Christine, thanks for joining me.

Christine Benz: Jason, nice to be here.

Stipp: After the big market downturn that we saw in 2008, we've been hearing a lot of folks saying, buy-and-hold is dead. It's not a strategy you can follow anymore. It didn't work for investors. We have to rethink how we plan our portfolios. My first question to you: is buy-and-hold dead?

Benz: Well, I don't think so, Jason, and I do think as you and I have discussed in the past, it's a little bit of a straw man argument to suggest that anyone was saying, buy S&P 500 funds, and then just batten down the hatches for the next 10 years. Never add any money, never rebalance. Really no one was suggesting that.

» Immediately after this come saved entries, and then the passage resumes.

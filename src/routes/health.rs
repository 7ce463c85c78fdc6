use crate::{error::AppError, server::Server};
use axum::{
    Router,
    extract::{Query, State},
    response::Json,
    routing::get,
};
use serde::Deserialize;
use serde_json::Value;

#[derive(Debug, Deserialize)]
struct HealthCheckQuery {
    #[serde(default)]
    check: Option<String>,
}

/// Health endpoint over the shared checker registry (database, cache,
/// completion provider).
pub fn create_health_routes() -> Router<Server> {
    Router::new().route("/", get(health_check))
}

async fn health_check(
    State(server): State<Server>,
    Query(params): Query<HealthCheckQuery>,
) -> Result<Json<Value>, AppError> {
    let filter = params.check.as_deref();
    let health_response = server.health_service.check_health(filter).await;

    let response_json = serde_json::to_value(&health_response)
        .map_err(|e| AppError::Internal(format!("Failed to serialize health response: {}", e)))?;

    Ok(Json(response_json))
}
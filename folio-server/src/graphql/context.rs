use std::sync::Arc;

use folio::auth::{AccessPolicy, Actor, PermissionAccessPolicy};
use folio::files::{ExtensionMimeTypeGuesser, LocalFileSystem};
use folio::mutations::{ArticleFieldExtractor, ArticleMutations, FileUploadResolver, ARTICLE_BUNDLE};
use folio::store::SeaOrmEntityStore;
use folio::FolioConfig;
use sea_orm::DatabaseConnection;

/// Collaborators shared by every GraphQL request.
#[derive(Clone)]
pub struct GraphQLContext {
    pub config: Arc<FolioConfig>,
    pub store: Arc<SeaOrmEntityStore>,
    pub file_system: Arc<LocalFileSystem>,
    pub articles: Arc<ArticleMutations>,
    pub uploads: Arc<FileUploadResolver>,
}

impl GraphQLContext {
    pub fn new(db: DatabaseConnection, config: FolioConfig) -> Self {
        Self::with_access_policy(db, config, Arc::new(PermissionAccessPolicy))
    }

    pub fn with_access_policy(
        db: DatabaseConnection,
        config: FolioConfig,
        access: Arc<dyn AccessPolicy>,
    ) -> Self {
        let store = Arc::new(
            SeaOrmEntityStore::new(db, access)
                .with_default_body_format(config.default_body_format.clone()),
        );
        let file_system = Arc::new(LocalFileSystem::new(&config));

        let articles = Arc::new(ArticleMutations::new(
            store.clone(),
            ArticleFieldExtractor,
            ARTICLE_BUNDLE,
        ));
        let uploads = Arc::new(FileUploadResolver::new(
            store.clone(),
            file_system.clone(),
            Arc::new(ExtensionMimeTypeGuesser),
            config.max_upload_size,
            config.max_filename_length,
        ));

        Self {
            config: Arc::new(config),
            store,
            file_system,
            articles,
            uploads,
        }
    }

    /// The caller attached to the request, or the configured anonymous actor.
    pub fn actor_for_request(&self, ctx: &async_graphql::Context<'_>) -> Actor {
        ctx.data_opt::<Actor>()
            .cloned()
            .unwrap_or_else(|| self.config.anonymous_actor())
    }
}
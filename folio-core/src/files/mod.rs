//! File-system collaborators for uploads: stream-wrapper URIs, staging of
//! inbound transfers, destination naming and MIME type guessing.

mod local;
mod mime;
mod transfer;

use std::path::PathBuf;

use async_trait::async_trait;
use thiserror::Error;

pub use local::LocalFileSystem;
pub use mime::{ExtensionMimeTypeGuesser, MimeTypeGuesser, DEFAULT_MIME_TYPE};
pub use transfer::{TransferStatus, TransientHandle, UploadRequest};

#[derive(Debug, Error)]
pub enum FileSystemError {
    #[error("{0} is not a staged upload")]
    NotAnUpload(PathBuf),
    #[error("unsupported or unsafe uri: {0}")]
    InvalidUri(String),
    #[error("destination already exists: {0}")]
    DestinationExists(String),
    #[error(transparent)]
    Io(#[from] std::io::Error),
}

/// What to do when a destination is already taken.
#[derive(Clone, Copy, Debug, PartialEq, Eq)]
pub enum ExistsBehavior {
    /// Append `_0`, `_1`, ... before the extension until the name is free.
    Rename,
    Error,
}

#[async_trait]
pub trait FileSystem: Send + Sync {
    /// True only for handles this file system staged itself.
    fn is_uploaded_file(&self, handle: &TransientHandle) -> bool;

    /// Final destination for `desired_uri`, or `None` when `behavior` is
    /// `Error` and the uri is taken.
    ///
    /// The returned uri is reserved: later calls will not hand it out again
    /// until it is moved into or [`FileSystem::release`]d.
    async fn resolve_destination(
        &self,
        desired_uri: &str,
        behavior: ExistsBehavior,
    ) -> Result<Option<String>, FileSystemError>;

    fn release(&self, uri: &str);

    /// Never overwrites: an occupied destination is `DestinationExists`.
    async fn move_uploaded_file(
        &self,
        handle: &TransientHandle,
        destination_uri: &str,
    ) -> Result<(), FileSystemError>;

    /// Drops a staged upload that will not be moved. Handles this file
    /// system did not stage are left alone.
    async fn discard(&self, handle: &TransientHandle) -> Result<(), FileSystemError>;

    async fn chmod(&self, uri: &str) -> Result<(), FileSystemError>;

    fn realpath(&self, uri: &str) -> Option<PathBuf>;
}

/// Human readable byte size using 1024-based units, e.g. `2 MB`, `1.5 KB`.
pub fn format_size(bytes: u64) -> String {
    if bytes < 1024 {
        return if bytes == 1 {
            "1 byte".to_string()
        } else {
            format!("{} bytes", bytes)
        };
    }

    const UNITS: [&str; 8] = ["KB", "MB", "GB", "TB", "PB", "EB", "ZB", "YB"];
    let mut size = bytes as f64 / 1024.0;
    let mut unit = 0;
    while size >= 1024.0 && unit < UNITS.len() - 1 {
        size /= 1024.0;
        unit += 1;
    }

    let rounded = format!("{:.2}", size);
    let rounded = rounded.trim_end_matches('0').trim_end_matches('.');
    format!("{} {}", rounded, UNITS[unit])
}

/// Last path segment of a client supplied name, safe to use in a uri.
pub fn sanitize_basename(name: &str) -> String {
    let basename = name
        .rsplit(['/', '\\'])
        .next()
        .unwrap_or_default()
        .chars()
        .filter(|c| !c.is_control())
        .collect::<String>();
    let basename = basename.trim().trim_start_matches('.');

    if basename.is_empty() {
        "upload".to_string()
    } else {
        basename.to_string()
    }
}
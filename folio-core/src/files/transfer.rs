use std::path::{Path, PathBuf};

/// Outcome the transport layer reported for one inbound file.
#[derive(Clone, Copy, Debug, PartialEq, Eq)]
pub enum TransferStatus {
    Ok,
    /// Larger than the server-wide upload limit.
    SizeExceeded,
    /// Larger than the limit the submitting form declared.
    FormSizeExceeded,
    Partial,
    NoFile,
    Unknown(i32),
}

/// Location of a staged upload. Only [`super::FileSystem::is_uploaded_file`]
/// can tell whether it really came from a transfer.
#[derive(Clone, Debug, PartialEq, Eq, Hash)]
pub struct TransientHandle(PathBuf);

impl TransientHandle {
    pub fn new(path: impl Into<PathBuf>) -> Self {
        Self(path.into())
    }

    pub fn path(&self) -> &Path {
        &self.0
    }
}

/// One inbound file transfer, alive for a single resolver invocation.
#[derive(Clone, Debug)]
pub struct UploadRequest {
    pub original_filename: String,
    pub size_bytes: u64,
    pub transfer_status: TransferStatus,
    pub temporary_location: TransientHandle,
}

impl UploadRequest {
    pub fn new(
        original_filename: impl Into<String>,
        size_bytes: u64,
        transfer_status: TransferStatus,
        temporary_location: TransientHandle,
    ) -> Self {
        Self {
            original_filename: original_filename.into(),
            size_bytes,
            transfer_status,
            temporary_location,
        }
    }
}
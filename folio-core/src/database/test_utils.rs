use sea_orm::{Database, DatabaseConnection};

/// In-memory SQLite database with all migrations applied.
pub async fn setup_test_db() -> DatabaseConnection {
    let db = Database::connect("sqlite::memory:")
        .await
        .expect("Failed to connect to test database");

    super::connection::setup_database(&db)
        .await
        .expect("Failed to run migrations");

    db
}
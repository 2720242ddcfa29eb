pub mod app;
pub mod handlers;

use anyhow::Result;
use tokio::net::TcpListener;
use tracing::info;

use folio::database::{establish_connection, get_database_url, setup_database};
use folio::FolioConfig;

pub use app::create_app;

pub async fn start_server(port: u16, config: FolioConfig, cors_origin: Option<&str>) -> Result<()> {
    let database_url = get_database_url(Some(&config.database_url));
    info!("Connecting to database: {}", database_url);

    let db = establish_connection(&database_url).await?;
    info!("Running database migrations");
    setup_database(&db).await?;

    tokio::fs::create_dir_all(&config.public_dir).await?;
    tokio::fs::create_dir_all(&config.upload_tmp_dir).await?;

    let app = create_app(db, config, cors_origin).await?;

    let listener = TcpListener::bind(format!("0.0.0.0:{}", port)).await?;
    info!("Server listening on http://0.0.0.0:{}", port);
    log_routes(port);

    axum::serve(listener, app).await?;
    Ok(())
}

fn log_routes(port: u16) {
    info!("Health check: http://localhost:{}/health", port);
    info!("GraphQL endpoint: http://localhost:{}/graphql", port);
    info!("GraphQL playground: http://localhost:{}/graphql (GET)", port);
}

Instead a better strategy would have been to dollar-cost average, so you'd be sure you'd be putting some money to work on the dips; rebalance, so you'd be periodically getting your asset allocations back into whack; and then also for everyone as we grow older, it makes sense to put more money into safe assets like bonds and cash. And so I don't think anyone was ever saying that an all-stock portfolio, a buy-and-hold stock portfolio was right for people.

Stipp: So just because the word "sell" isn't in part of the "buy-and-hold" term, it doesn't necessarily mean that you wouldn't be repositioning your portfolio and changing things around.

So I think one of the key points there is that as you grow older, naturally, the composition of your portfolio you're going to want to change, and that may involve making some sales or redirecting money as you're putting more money into your portfolio.

How do you know, though, over time how your portfolio should adjust? How should you become more conservative as you're growing more toward retirement?